### The problem
The word "Option" occurs in some of the lines below; copy each of those lines.

### Records provided

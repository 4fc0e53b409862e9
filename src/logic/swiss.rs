//! Swiss pairing for the finalist pool.
//!
//! The next pair is the first unplayed one found under three similarity
//! passes (tier + theme, tier only, anything), each tried with growing
//! score-difference tolerances.

use crate::models::{CandidateName, CandidateRecord, PairKey, RichnessTier, ThemeKey};
use std::cmp::Reverse;
use std::collections::{BTreeMap, BTreeSet};

/// Allowed `|score_a - score_b|`, tried in order. `None` means unbounded.
const SCORE_TOLERANCES: [Option<u64>; 6] = [Some(0), Some(1), Some(2), Some(3), Some(10), None];

#[derive(Clone, Copy, Debug, Eq, PartialEq)]
enum Similarity {
    TierAndTheme,
    TierOnly,
    Any,
}

const PASSES: [Similarity; 3] = [Similarity::TierAndTheme, Similarity::TierOnly, Similarity::Any];

struct Entry<'a> {
    name: &'a CandidateName,
    richness: u32,
    tier: RichnessTier,
    theme: ThemeKey,
    score: i64,
    rating: i32,
}

impl Entry<'_> {
    fn similar(&self, other: &Self, pass: Similarity) -> bool {
        match pass {
            Similarity::TierAndTheme => self.tier == other.tier && self.theme == other.theme,
            Similarity::TierOnly => self.tier == other.tier,
            Similarity::Any => true,
        }
    }
}

fn ranked<'a>(
    pool: &'a [CandidateName],
    candidates: &BTreeMap<CandidateName, CandidateRecord>,
    tier_cap: u32,
) -> Vec<Entry<'a>> {
    let fallback = CandidateRecord::new(0);
    let mut entries: Vec<Entry<'a>> = pool
        .iter()
        .map(|name| {
            let record = candidates.get(name).unwrap_or(&fallback);
            Entry {
                name,
                richness: record.enrichment.richness,
                tier: record.tier(tier_cap),
                theme: record.theme_key(),
                score: record.score(),
                rating: record.rating,
            }
        })
        .collect();
    entries.sort_by_key(|e| (Reverse(e.richness), Reverse(e.score), Reverse(e.rating)));
    entries
}

/// First unplayed pair under the relaxing passes, or `None` when every pair has been played.
pub fn next_pair(
    pool: &[CandidateName],
    matches_played: &BTreeSet<PairKey>,
    candidates: &BTreeMap<CandidateName, CandidateRecord>,
    tier_cap: u32,
) -> Option<(CandidateName, CandidateName)> {
    if pool.len() < 2 {
        return None;
    }
    let entries = ranked(pool, candidates, tier_cap);
    for pass in PASSES {
        for tolerance in SCORE_TOLERANCES {
            for (i, a) in entries.iter().enumerate() {
                for b in &entries[i + 1..] {
                    let diff = a.score.abs_diff(b.score);
                    if tolerance.is_some_and(|t| diff > t) || !a.similar(b, pass) {
                        continue;
                    }
                    if a.name == b.name || matches_played.contains(&PairKey::new(a.name, b.name)) {
                        continue;
                    }
                    log::debug!(
                        "swiss pair {} vs {} ({:?}, tolerance {:?})",
                        a.name,
                        b.name,
                        pass,
                        tolerance
                    );
                    return Some((a.name.clone(), b.name.clone()));
                }
            }
        }
    }
    None
}

#[cfg(test)]
mod tests {
    use super::*;
    use crate::models::Enrichment;

    fn rec(rating: i32, wins: u32, losses: u32, e: Enrichment) -> CandidateRecord {
        CandidateRecord {
            rating,
            wins,
            losses,
            enrichment: e,
        }
    }

    fn pool(list: &[&str]) -> Vec<CandidateName> {
        list.iter().map(|s| s.to_string()).collect()
    }

    #[test]
    fn pairs_top_two_by_score() {
        let recs: BTreeMap<_, _> = [
            ("a", rec(1000, 0, 1, Enrichment::default())),
            ("b", rec(1000, 1, 0, Enrichment::default())),
            ("c", rec(1010, 1, 0, Enrichment::default())),
            ("d", rec(990, 0, 1, Enrichment::default())),
        ]
        .into_iter()
        .map(|(n, r)| (n.to_string(), r))
        .collect();
        let pair = next_pair(&pool(&["a", "b", "c", "d"]), &BTreeSet::new(), &recs, 3);
        assert_eq!(pair, Some(("c".to_string(), "b".to_string())));
    }

    #[test]
    fn skips_rematches() {
        let recs: BTreeMap<_, _> = ["a", "b", "c"]
            .iter()
            .map(|n| (n.to_string(), rec(1000, 0, 0, Enrichment::default())))
            .collect();
        let played: BTreeSet<_> = [PairKey::new("a", "b")].into_iter().collect();
        let pair = next_pair(&pool(&["a", "b", "c"]), &played, &recs, 3);
        assert_eq!(pair, Some(("a".to_string(), "c".to_string())));
    }

    #[test]
    fn prefers_same_theme_over_closer_score() {
        let dragon = Enrichment::new(1, Some("LIGHT"), Some("Dragon"));
        let fiend = Enrichment::new(1, Some("DARK"), Some("Fiend"));
        let recs: BTreeMap<_, _> = [
            ("d1", rec(1000, 2, 0, dragon.clone())),
            ("f1", rec(1000, 2, 0, fiend)),
            ("d2", rec(1000, 0, 0, dragon)),
        ]
        .into_iter()
        .map(|(n, r)| (n.to_string(), r))
        .collect();
        let pair = next_pair(&pool(&["d1", "f1", "d2"]), &BTreeSet::new(), &recs, 3);
        assert_eq!(pair, Some(("d1".to_string(), "d2".to_string())));
    }

    #[test]
    fn same_tier_wins_over_same_theme_in_another_tier() {
        let light = Enrichment::new(1, Some("LIGHT"), Some("Dragon"));
        let dark = Enrichment::new(1, Some("DARK"), Some("Fiend"));
        let rich_light = Enrichment::new(2, Some("LIGHT"), Some("Dragon"));
        let recs: BTreeMap<_, _> = [
            ("a", rec(1000, 0, 0, light)),
            ("b", rec(1000, 0, 0, dark)),
            ("c", rec(1000, 0, 0, rich_light)),
        ]
        .into_iter()
        .map(|(n, r)| (n.to_string(), r))
        .collect();
        let pair = next_pair(&pool(&["a", "b", "c"]), &BTreeSet::new(), &recs, 3);
        assert_eq!(pair, Some(("a".to_string(), "b".to_string())));
    }

    #[test]
    fn exhausted_pool_has_no_pair() {
        let recs: BTreeMap<_, _> = ["a", "b"]
            .iter()
            .map(|n| (n.to_string(), rec(1000, 0, 0, Enrichment::default())))
            .collect();
        let played: BTreeSet<_> = [PairKey::new("b", "a")].into_iter().collect();
        assert_eq!(next_pair(&pool(&["a", "b"]), &played, &recs, 3), None);
        assert_eq!(next_pair(&pool(&["a"]), &BTreeSet::new(), &recs, 3), None);
    }
}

### Task output
const SCORE_TOLERANCES: [Option<u64>; 6] = [Some(0), Some(1), Some(2), Some(3), Some(10), None];
) -> Option<(CandidateName, CandidateName)> {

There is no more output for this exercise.